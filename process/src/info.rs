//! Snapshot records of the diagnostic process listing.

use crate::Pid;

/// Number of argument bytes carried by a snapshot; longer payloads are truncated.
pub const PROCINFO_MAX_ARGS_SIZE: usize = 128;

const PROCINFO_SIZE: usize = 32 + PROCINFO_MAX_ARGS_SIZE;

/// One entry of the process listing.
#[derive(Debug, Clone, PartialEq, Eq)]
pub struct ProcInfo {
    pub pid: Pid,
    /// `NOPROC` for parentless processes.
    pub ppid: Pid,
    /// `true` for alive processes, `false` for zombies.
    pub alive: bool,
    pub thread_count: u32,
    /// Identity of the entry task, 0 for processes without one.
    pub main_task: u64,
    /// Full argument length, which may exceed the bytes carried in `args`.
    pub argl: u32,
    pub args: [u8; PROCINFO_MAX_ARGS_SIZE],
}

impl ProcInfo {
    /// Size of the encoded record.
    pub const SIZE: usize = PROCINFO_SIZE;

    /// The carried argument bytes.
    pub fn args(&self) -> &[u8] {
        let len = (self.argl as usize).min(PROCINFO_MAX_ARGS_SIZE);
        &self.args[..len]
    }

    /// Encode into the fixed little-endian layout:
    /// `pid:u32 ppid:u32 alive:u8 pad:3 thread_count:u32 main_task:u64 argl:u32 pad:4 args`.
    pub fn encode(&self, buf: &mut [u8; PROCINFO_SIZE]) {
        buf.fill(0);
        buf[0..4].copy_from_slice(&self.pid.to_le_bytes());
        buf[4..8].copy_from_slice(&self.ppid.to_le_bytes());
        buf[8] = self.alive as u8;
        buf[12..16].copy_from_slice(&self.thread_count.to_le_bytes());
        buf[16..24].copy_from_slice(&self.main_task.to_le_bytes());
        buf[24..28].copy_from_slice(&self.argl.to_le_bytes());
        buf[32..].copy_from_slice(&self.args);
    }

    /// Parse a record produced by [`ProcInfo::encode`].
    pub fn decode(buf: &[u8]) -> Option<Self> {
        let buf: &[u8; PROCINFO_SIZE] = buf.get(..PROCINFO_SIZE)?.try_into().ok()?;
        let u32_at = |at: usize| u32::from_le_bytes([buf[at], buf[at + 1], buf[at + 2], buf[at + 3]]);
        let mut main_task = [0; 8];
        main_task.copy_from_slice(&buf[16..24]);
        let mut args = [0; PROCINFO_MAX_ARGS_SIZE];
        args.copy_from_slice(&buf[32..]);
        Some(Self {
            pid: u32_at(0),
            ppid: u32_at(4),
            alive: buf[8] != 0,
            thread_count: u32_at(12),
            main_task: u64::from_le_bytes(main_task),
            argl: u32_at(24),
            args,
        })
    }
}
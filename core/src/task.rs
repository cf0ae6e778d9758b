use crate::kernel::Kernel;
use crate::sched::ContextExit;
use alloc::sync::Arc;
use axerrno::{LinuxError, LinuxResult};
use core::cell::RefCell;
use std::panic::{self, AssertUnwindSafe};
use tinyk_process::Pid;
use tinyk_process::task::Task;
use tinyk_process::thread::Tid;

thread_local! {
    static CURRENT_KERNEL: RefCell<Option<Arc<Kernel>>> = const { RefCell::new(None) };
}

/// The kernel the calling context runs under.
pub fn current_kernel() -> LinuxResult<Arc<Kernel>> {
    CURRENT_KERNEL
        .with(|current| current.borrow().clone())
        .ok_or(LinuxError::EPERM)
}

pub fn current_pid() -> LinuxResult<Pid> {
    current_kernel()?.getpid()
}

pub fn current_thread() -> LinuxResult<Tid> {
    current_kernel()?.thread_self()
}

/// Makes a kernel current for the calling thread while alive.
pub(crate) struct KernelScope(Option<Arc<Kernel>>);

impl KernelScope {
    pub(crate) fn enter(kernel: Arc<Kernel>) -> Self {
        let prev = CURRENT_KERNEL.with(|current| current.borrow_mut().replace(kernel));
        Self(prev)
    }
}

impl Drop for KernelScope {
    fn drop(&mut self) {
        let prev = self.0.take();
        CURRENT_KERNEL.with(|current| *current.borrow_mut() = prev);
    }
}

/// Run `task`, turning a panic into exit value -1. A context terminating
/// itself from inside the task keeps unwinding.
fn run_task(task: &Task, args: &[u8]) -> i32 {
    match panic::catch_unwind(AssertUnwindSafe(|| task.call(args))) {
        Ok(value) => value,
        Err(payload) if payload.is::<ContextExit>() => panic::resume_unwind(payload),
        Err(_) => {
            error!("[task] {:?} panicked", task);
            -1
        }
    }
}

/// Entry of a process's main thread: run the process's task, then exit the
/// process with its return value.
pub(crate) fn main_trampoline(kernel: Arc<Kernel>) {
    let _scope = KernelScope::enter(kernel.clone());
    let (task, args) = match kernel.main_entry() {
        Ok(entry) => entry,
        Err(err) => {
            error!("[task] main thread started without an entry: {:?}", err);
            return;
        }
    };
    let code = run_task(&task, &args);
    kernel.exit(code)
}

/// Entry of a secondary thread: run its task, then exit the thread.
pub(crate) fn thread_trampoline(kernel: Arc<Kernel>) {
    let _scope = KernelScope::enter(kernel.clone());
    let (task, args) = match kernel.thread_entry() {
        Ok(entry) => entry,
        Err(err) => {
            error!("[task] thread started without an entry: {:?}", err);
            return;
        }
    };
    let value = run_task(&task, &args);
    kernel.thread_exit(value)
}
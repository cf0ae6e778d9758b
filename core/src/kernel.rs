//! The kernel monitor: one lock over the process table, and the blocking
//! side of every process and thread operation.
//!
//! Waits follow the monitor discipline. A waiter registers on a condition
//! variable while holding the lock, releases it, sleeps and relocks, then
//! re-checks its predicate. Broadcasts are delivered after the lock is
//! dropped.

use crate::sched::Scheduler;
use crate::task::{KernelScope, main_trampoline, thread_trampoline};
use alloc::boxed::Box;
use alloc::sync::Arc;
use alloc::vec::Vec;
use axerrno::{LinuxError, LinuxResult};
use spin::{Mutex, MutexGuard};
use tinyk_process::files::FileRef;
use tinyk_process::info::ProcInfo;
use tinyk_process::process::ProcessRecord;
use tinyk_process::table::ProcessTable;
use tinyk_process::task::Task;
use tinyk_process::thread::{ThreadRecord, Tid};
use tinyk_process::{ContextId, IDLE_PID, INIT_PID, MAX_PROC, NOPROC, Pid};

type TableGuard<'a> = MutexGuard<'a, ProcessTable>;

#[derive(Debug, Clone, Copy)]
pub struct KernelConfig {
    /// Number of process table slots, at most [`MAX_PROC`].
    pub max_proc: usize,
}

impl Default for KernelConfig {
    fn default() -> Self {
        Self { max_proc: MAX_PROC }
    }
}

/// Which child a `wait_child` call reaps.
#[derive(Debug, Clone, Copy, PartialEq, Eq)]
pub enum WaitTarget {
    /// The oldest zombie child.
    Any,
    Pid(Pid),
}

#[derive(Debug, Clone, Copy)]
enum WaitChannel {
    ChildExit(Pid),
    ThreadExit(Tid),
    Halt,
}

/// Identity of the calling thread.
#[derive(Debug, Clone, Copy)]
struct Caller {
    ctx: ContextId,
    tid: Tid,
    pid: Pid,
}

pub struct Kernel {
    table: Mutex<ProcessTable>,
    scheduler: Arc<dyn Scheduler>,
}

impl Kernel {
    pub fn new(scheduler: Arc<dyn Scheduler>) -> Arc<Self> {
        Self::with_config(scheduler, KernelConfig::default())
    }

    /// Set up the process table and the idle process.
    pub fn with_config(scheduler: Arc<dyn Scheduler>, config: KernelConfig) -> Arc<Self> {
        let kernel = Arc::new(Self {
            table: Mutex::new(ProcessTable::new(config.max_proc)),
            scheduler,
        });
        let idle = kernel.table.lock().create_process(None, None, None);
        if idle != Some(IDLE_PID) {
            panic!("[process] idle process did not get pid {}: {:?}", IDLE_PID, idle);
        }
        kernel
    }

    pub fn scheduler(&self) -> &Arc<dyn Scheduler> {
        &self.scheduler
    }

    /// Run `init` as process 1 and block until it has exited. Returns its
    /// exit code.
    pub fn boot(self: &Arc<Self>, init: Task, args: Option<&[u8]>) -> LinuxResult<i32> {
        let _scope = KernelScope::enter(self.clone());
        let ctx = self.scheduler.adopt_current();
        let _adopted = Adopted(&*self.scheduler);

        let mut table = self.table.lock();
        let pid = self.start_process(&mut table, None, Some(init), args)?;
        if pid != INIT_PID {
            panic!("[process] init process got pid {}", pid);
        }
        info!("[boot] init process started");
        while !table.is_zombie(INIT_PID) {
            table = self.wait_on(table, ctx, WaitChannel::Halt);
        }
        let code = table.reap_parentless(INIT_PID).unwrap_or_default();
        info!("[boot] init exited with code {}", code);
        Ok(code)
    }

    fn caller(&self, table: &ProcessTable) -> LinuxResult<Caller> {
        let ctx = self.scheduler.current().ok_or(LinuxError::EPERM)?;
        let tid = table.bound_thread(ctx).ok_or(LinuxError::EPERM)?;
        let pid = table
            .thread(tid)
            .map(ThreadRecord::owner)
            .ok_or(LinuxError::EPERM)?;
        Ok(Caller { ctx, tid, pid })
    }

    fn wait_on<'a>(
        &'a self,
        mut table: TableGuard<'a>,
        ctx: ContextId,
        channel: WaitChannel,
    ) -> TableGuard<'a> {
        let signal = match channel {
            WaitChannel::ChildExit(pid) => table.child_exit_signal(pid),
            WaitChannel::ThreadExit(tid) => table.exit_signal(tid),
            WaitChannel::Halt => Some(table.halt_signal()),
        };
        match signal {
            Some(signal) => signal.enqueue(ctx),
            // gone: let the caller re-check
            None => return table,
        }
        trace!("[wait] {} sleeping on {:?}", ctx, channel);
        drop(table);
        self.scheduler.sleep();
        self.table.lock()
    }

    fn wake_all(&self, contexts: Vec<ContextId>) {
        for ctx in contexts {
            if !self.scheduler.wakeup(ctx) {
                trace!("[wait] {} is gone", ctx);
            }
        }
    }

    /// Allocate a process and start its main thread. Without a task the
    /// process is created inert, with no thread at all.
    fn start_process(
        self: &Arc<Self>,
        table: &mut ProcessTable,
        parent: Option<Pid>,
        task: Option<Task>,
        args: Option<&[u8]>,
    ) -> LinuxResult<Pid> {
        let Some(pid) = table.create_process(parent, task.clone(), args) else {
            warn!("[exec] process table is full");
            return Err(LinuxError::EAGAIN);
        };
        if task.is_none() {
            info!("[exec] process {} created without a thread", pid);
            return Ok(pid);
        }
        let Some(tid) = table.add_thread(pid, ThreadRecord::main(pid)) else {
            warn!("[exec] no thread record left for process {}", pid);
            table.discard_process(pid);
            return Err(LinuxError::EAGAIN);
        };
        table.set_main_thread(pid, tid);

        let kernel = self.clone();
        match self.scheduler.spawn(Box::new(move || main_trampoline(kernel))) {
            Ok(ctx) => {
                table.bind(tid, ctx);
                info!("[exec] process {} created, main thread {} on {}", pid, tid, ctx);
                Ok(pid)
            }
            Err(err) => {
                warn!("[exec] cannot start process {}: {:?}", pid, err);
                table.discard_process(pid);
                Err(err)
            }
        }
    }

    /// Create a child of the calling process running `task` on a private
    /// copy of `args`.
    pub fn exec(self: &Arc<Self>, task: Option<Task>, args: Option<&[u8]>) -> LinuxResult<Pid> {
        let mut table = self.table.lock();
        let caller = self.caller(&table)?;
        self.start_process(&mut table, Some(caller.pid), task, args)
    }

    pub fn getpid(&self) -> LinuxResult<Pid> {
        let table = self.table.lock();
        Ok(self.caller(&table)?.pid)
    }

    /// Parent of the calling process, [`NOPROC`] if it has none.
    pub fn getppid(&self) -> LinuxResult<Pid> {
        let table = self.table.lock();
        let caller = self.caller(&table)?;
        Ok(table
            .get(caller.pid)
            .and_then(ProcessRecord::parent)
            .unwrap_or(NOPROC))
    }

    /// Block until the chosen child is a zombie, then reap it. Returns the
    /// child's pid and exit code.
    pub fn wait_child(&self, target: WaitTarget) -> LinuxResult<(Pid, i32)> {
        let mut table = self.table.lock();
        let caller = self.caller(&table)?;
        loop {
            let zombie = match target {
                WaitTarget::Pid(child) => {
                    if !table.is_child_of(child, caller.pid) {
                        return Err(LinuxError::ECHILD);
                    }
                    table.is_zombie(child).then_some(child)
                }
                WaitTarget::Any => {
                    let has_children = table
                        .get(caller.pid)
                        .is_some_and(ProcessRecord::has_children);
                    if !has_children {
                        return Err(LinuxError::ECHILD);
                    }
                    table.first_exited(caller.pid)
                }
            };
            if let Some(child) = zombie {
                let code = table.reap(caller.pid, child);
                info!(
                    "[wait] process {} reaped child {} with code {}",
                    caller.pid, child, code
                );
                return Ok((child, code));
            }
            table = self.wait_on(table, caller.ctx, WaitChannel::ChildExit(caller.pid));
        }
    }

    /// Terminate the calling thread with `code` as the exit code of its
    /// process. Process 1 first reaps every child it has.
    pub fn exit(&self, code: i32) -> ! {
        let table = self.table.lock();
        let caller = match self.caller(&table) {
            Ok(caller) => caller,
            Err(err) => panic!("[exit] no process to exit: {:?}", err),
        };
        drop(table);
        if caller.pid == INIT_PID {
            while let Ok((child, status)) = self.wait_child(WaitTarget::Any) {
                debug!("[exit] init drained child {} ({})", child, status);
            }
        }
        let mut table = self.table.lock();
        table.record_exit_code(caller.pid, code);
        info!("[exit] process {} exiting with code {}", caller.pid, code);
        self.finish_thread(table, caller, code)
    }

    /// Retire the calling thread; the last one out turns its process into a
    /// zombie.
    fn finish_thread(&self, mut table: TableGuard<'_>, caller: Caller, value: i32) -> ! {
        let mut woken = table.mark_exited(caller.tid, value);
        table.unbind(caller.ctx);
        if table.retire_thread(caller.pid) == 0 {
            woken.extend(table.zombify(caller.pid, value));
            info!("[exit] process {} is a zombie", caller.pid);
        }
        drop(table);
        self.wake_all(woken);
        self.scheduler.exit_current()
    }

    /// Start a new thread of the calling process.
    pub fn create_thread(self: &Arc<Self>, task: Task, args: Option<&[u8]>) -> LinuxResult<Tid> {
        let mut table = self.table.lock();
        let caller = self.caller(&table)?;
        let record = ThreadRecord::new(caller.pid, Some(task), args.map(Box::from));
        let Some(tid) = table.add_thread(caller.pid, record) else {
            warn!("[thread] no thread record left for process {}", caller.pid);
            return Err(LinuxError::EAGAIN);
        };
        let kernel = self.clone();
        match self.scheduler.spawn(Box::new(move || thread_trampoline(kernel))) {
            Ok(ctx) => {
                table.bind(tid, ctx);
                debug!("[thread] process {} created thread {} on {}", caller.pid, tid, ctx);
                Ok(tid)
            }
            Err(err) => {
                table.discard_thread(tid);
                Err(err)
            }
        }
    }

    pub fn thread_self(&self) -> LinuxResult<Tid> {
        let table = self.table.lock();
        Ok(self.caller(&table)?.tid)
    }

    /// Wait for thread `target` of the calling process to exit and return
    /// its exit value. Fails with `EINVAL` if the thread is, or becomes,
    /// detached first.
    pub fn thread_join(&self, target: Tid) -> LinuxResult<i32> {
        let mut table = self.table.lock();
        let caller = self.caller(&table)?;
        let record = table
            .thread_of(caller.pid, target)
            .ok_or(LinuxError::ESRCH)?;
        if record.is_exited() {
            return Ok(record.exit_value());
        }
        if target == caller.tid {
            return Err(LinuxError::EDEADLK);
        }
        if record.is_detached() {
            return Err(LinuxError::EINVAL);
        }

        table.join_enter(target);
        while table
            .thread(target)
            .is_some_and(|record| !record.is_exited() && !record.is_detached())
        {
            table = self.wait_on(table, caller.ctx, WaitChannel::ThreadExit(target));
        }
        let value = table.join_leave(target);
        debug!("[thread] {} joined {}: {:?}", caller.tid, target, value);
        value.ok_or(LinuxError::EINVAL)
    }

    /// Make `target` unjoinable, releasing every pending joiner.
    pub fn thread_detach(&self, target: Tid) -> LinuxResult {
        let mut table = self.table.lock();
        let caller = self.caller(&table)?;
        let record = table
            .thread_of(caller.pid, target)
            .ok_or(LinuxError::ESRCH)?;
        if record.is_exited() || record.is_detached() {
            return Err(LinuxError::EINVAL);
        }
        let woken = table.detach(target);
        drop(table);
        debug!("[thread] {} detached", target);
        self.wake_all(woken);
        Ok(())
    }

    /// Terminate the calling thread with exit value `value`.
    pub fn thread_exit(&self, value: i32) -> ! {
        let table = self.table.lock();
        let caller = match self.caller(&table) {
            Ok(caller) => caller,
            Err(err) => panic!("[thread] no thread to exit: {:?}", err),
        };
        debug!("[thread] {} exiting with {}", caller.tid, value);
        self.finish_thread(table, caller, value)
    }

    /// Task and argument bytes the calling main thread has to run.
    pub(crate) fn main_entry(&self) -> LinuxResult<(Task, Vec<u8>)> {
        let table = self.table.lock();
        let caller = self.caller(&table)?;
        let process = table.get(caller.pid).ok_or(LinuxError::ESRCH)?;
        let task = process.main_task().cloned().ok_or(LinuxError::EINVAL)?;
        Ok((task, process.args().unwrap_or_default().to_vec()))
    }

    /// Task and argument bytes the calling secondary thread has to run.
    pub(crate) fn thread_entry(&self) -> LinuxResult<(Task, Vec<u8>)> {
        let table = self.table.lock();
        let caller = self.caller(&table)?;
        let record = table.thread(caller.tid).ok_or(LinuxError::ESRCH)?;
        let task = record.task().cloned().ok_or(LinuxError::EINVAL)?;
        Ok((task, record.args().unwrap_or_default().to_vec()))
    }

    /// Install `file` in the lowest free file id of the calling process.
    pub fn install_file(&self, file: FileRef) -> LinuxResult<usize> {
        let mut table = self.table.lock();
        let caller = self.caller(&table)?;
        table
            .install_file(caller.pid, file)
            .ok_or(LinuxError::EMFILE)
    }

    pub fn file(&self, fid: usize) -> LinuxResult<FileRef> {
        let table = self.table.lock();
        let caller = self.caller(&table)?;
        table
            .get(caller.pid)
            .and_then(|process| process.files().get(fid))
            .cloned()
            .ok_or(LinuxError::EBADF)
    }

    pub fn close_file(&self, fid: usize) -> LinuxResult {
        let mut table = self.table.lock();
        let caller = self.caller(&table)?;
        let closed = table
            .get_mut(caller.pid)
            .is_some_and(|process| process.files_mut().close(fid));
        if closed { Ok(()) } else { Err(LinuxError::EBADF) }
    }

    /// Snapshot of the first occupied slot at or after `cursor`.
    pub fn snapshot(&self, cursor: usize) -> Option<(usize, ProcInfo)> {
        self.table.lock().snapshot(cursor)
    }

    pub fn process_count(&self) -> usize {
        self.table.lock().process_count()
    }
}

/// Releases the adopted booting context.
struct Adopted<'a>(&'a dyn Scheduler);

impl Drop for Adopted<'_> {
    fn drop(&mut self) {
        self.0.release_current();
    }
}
◆ ◆ ◆ ◆
Exercise requirements:
Starting at the first line of the data above, please restate word for word every line up to and including the one that holds "argument length, which", and add nothing else.

Solved exercise:
filename process/src/info.rs
//! Snapshot records of the diagnostic process listing.

use crate::Pid;

/// Number of argument bytes carried by a snapshot; longer payloads are truncated.
pub const PROCINFO_MAX_ARGS_SIZE: usize = 128;

const PROCINFO_SIZE: usize = 32 + PROCINFO_MAX_ARGS_SIZE;

/// One entry of the process listing.
#[derive(Debug, Clone, PartialEq, Eq)]
pub struct ProcInfo {
    pub pid: Pid,
    /// `NOPROC` for parentless processes.
    pub ppid: Pid,
    /// `true` for alive processes, `false` for zombies.
    pub alive: bool,
    pub thread_count: u32,
    /// Identity of the entry task, 0 for processes without one.
    pub main_task: u64,
    /// Full argument length, which may exceed the bytes carried in `args`.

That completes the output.